Senior Data Engineer
Remote
Applications have closed
TMCity Foundation
Neuroinformatics Project
Phase I: Review of current state of data sharing in the field of brain health with a focus on digital data sets.
Background
TMCity Foundation supports efforts that will advance our understanding of the brain, with a view to accelerating the discovery of treatments and cures for brain-related disorders. We believe one key to unlocking this knowledge is to be found in data collection, sharing, and analysis. We want to apply machine learning to potentially validate digital biomarkers and digital phenotyping for neurological conditions, and thus find more effective solutions that can be applied early and easily. Our goal is to use digital data to make significant progress in how we care for people’s brain and mental health. This work will include evaluating the validity of creating a digital health data repository and sharing platform for brain health.

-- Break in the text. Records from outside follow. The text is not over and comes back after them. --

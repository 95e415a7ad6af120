// Copyright (C) 2026  Caprica Software Limited
//
// This program is free software: you can redistribute it and/or modify
// it under the terms of the GNU General Public License as published by
// the Free Software Foundation, either version 3 of the License, or
// (at your option) any later version.
//
// This program is distributed in the hope that it will be useful,
// but WITHOUT ANY WARRANTY; without even the implied warranty of
// MERCHANTABILITY or FITNESS FOR A PARTICULAR PURPOSE.  See the
// GNU General Public License for more details.
//
// You should have received a copy of the GNU General Public License
// along with this program.  If not, see <https://www.gnu.org/licenses/>.

//! Application events and the main event loop.
//!
//! Everything that happens to the application arrives on one channel as an
//! [`AppEvent`]: terminal input, parsed command lines, results from the task
//! worker and reports from the audio engine. The loop in [`process_events`]
//! applies each event to the application state and redraws.
//!
//! # Organization
//!
//! * `handlers`: Applies non-input events to the application state.
//! * `key_handlers`: Maps keyboard and mouse input to [`Action`](crate::actions::Action)s.

mod handlers;
mod key_handlers;

use handlers::*;
use key_handlers::*;

use std::{io::Stdout, time::Instant};

use anyhow::{Result, bail};
use crossterm::event::{KeyEvent, MouseEvent};
use ratatui::{Terminal, prelude::CrosstermBackend};
use tracing::info;

use crate::{
    App,
    commander::Command,
    model::{LibraryStats, Playlist, PlaylistId, Song, SongId, ViewTarget},
    player::PlayerState,
    render::draw,
    tasks::{Operation, UploadSummary},
};

#[derive(Debug)]
pub(crate) enum AppEvent {
    Key(KeyEvent),
    Mouse(MouseEvent),

    Command(Command),

    Library(LibraryEvent),

    PlayerStateChanged(PlayerState),
    DurationChanged(f64),
    TimeChanged(f64),
    TrackFinished,
    TransportError(String),

    Tick,

    ExitApplication,

    Error(String),
    FatalError(String),
}

/// Results of library service requests, sent by the task worker.
#[derive(Debug)]
pub(crate) enum LibraryEvent {
    StatsLoaded(LibraryStats),
    PlaylistsLoaded(Vec<Playlist>),
    SongsLoaded(Vec<Song>),
    ViewLoaded {
        target: ViewTarget,
        generation: u64,
        songs: Vec<Song>,
    },

    PlaylistCreated {
        id: PlaylistId,
        name: String,
    },
    SongAddedToPlaylist {
        playlist_id: PlaylistId,
        song_id: SongId,
    },
    SongRemovedFromPlaylist {
        playlist_id: PlaylistId,
        song_id: SongId,
    },
    SongDeleted(SongId),
    PlaylistDeleted(PlaylistId),

    UploadProgress {
        completed: usize,
        total: usize,
    },
    UploadFinished(UploadSummary),

    Failed {
        operation: Operation,
        message: String,
    },
}

/// Runs the main application loop, handling events and rendering the UI in the
/// terminal.
///
/// This function loops until a 'quit' event is received or the event channel
/// is closed.
///
/// # Errors
///
/// Returns an error on a fatal event (the audio engine or the task worker has
/// gone) or if the terminal cannot be drawn.
pub(crate) fn process_events(
    terminal: &mut Terminal<CrosstermBackend<Stdout>>,
    app: &mut App,
) -> Result<()> {
    terminal.draw(|f| draw(f, app))?;

    while let Ok(event) = app.event_rx.recv() {
        match event {
            AppEvent::ExitApplication => {
                info!("Exit requested");
                break;
            }
            AppEvent::FatalError(message) => bail!(message),

            AppEvent::Key(key) => process_key_event(app, key)?,
            AppEvent::Mouse(mouse) => process_mouse_event(app, mouse)?,
            AppEvent::Command(command) => handle_command(app, command)?,
            AppEvent::Library(event) => handle_library_event(app, event)?,

            AppEvent::PlayerStateChanged(state) => app.controller.on_player_state(state),
            AppEvent::DurationChanged(seconds) => app.controller.on_duration(seconds),
            AppEvent::TimeChanged(seconds) => app.controller.on_time(seconds),
            AppEvent::TrackFinished => handle_track_finished(app)?,
            AppEvent::TransportError(message) => app.controller.on_transport_error(&message),

            AppEvent::Tick => app.controller.on_tick(Instant::now()),
            AppEvent::Error(message) => handle_error(app, message),
        }

        terminal.draw(|f| draw(f, app))?;
    }

    Ok(())
}
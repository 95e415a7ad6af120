// Copyright (C) 2026  Caprica Software Limited
//
// This program is free software: you can redistribute it and/or modify
// it under the terms of the GNU General Public License as published by
// the Free Software Foundation, either version 3 of the License, or
// (at your option) any later version.
//
// This program is distributed in the hope that it will be useful,
// but WITHOUT ANY WARRANTY; without even the implied warranty of
// MERCHANTABILITY or FITNESS FOR A PARTICULAR PURPOSE.  See the
// GNU General Public License for more details.
//
// You should have received a copy of the GNU General Public License
// along with this program.  If not, see <https://www.gnu.org/licenses/>.

//! Library service access.
//!
//! The library service is the REST backend that owns songs, playlists and the
//! audio files themselves. This module describes it as the [`LibraryService`]
//! trait, one method per endpoint, so that the task worker can be exercised
//! against a scripted implementation, and provides [`HttpLibraryService`], the
//! real client.
//!
//! All calls are blocking; they are only ever made from the task worker
//! thread, never from the UI thread.

mod error;
mod http;

use std::path::Path;

pub(crate) use error::{Result, ServiceError};
pub(crate) use http::HttpLibraryService;

use crate::model::{
    LibraryStats, Playlist, PlaylistDetail, PlaylistId, Song, SongId, SortField, SortOrder,
    UploadedSong,
};

/// The operations offered by the library service.
pub(crate) trait LibraryService: Send {
    fn library_stats(&self) -> Result<LibraryStats>;

    fn list_playlists(&self) -> Result<Vec<Playlist>>;

    /// Creates a playlist, returning its new identifier.
    fn create_playlist(&self, name: &str, description: &str) -> Result<PlaylistId>;

    fn get_playlist(&self, id: PlaylistId) -> Result<PlaylistDetail>;

    fn delete_playlist(&self, id: PlaylistId) -> Result<()>;

    fn add_song_to_playlist(&self, playlist_id: PlaylistId, song_id: SongId) -> Result<()>;

    fn remove_song_from_playlist(&self, playlist_id: PlaylistId, song_id: SongId) -> Result<()>;

    fn list_songs(&self, sort: SortField, order: SortOrder) -> Result<Vec<Song>>;

    fn search_songs(&self, query: &str) -> Result<Vec<Song>>;

    /// Uploads one audio file.
    fn upload_song(&self, path: &Path) -> Result<UploadedSong>;

    fn increment_play_count(&self, id: SongId) -> Result<()>;

    fn delete_song(&self, id: SongId) -> Result<()>;
}

/// Builds the URLs of the library service endpoints.
///
/// Shared between the HTTP client and the controller, which needs the stream
/// URL of a song to hand to the transport.
#[derive(Debug, Clone, PartialEq, Eq)]
pub(crate) struct Endpoints {
    base: String,
}

impl Endpoints {
    /// Validates and normalises a server URL.
    ///
    /// # Errors
    ///
    /// Returns [`ServiceError::InvalidUrl`] if the URL is empty or is not an
    /// `http://` or `https://` URL.
    pub(crate) fn new(server_url: &str) -> Result<Self> {
        let trimmed = server_url.trim();
        if trimmed.is_empty() {
            return Err(ServiceError::InvalidUrl("URL cannot be empty".into()));
        }

        let base = trimmed.trim_end_matches('/').to_string();
        if !base.starts_with("http://") && !base.starts_with("https://") {
            return Err(ServiceError::InvalidUrl(
                "URL must start with http:// or https://".into(),
            ));
        }

        Ok(Self { base })
    }

    pub(crate) fn base(&self) -> &str {
        &self.base
    }

    pub(crate) fn library_stats(&self) -> String {
        format!("{}/api/library/stats", self.base)
    }

    pub(crate) fn playlists(&self) -> String {
        format!("{}/api/playlists", self.base)
    }

    pub(crate) fn playlist(&self, id: PlaylistId) -> String {
        format!("{}/api/playlists/{}", self.base, id)
    }

    pub(crate) fn playlist_song(&self, playlist_id: PlaylistId, song_id: SongId) -> String {
        format!("{}/api/playlists/{}/songs/{}", self.base, playlist_id, song_id)
    }

    pub(crate) fn songs(&self) -> String {
        format!("{}/api/songs", self.base)
    }

    pub(crate) fn search(&self) -> String {
        format!("{}/api/songs/search", self.base)
    }

    pub(crate) fn upload(&self) -> String {
        format!("{}/api/songs/upload", self.base)
    }

    pub(crate) fn song(&self, id: SongId) -> String {
        format!("{}/api/songs/{}", self.base, id)
    }

    /// GET streams the audio, POST increments the play count.
    pub(crate) fn song_play(&self, id: SongId) -> String {
        format!("{}/api/songs/{}/play", self.base, id)
    }
}

#[cfg(test)]
mod tests {
    use super::*;

    #[test]
    fn trailing_slashes_are_removed() {
        let endpoints = Endpoints::new("http://music.local:5000///").unwrap();
        assert_eq!(endpoints.base(), "http://music.local:5000");
        assert_eq!(
            endpoints.song_play(SongId(4)),
            "http://music.local:5000/api/songs/4/play"
        );
    }

    #[test]
    fn empty_url_rejected() {
        match Endpoints::new("   ") {
            Err(ServiceError::InvalidUrl(msg)) => assert!(msg.contains("empty")),
            other => panic!("Expected InvalidUrl error, got {:?}", other),
        }
    }

    #[test]
    fn url_without_scheme_rejected() {
        assert!(matches!(
            Endpoints::new("music.local"),
            Err(ServiceError::InvalidUrl(_))
        ));
        assert!(matches!(
            Endpoints::new("ftp://music.local"),
            Err(ServiceError::InvalidUrl(_))
        ));
    }

    #[test]
    fn playlist_song_path() {
        let endpoints = Endpoints::new("https://example.com").unwrap();
        assert_eq!(
            endpoints.playlist_song(PlaylistId(2), SongId(11)),
            "https://example.com/api/playlists/2/songs/11"
        );
    }
}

Some of the questions we are asking include:
- How to ensure the optimal structure, quality, security, and compatibility or standardization of data from varied sources.
- How to achieve and promote interoperability across data platforms, including access and sharing restrictions or requirements.
- How to address concerns related to privacy, security, consent, de-identification/anonymization and data ownership.
- How to incentivize data sharing.
- How to use both retrospective and prospective data sets.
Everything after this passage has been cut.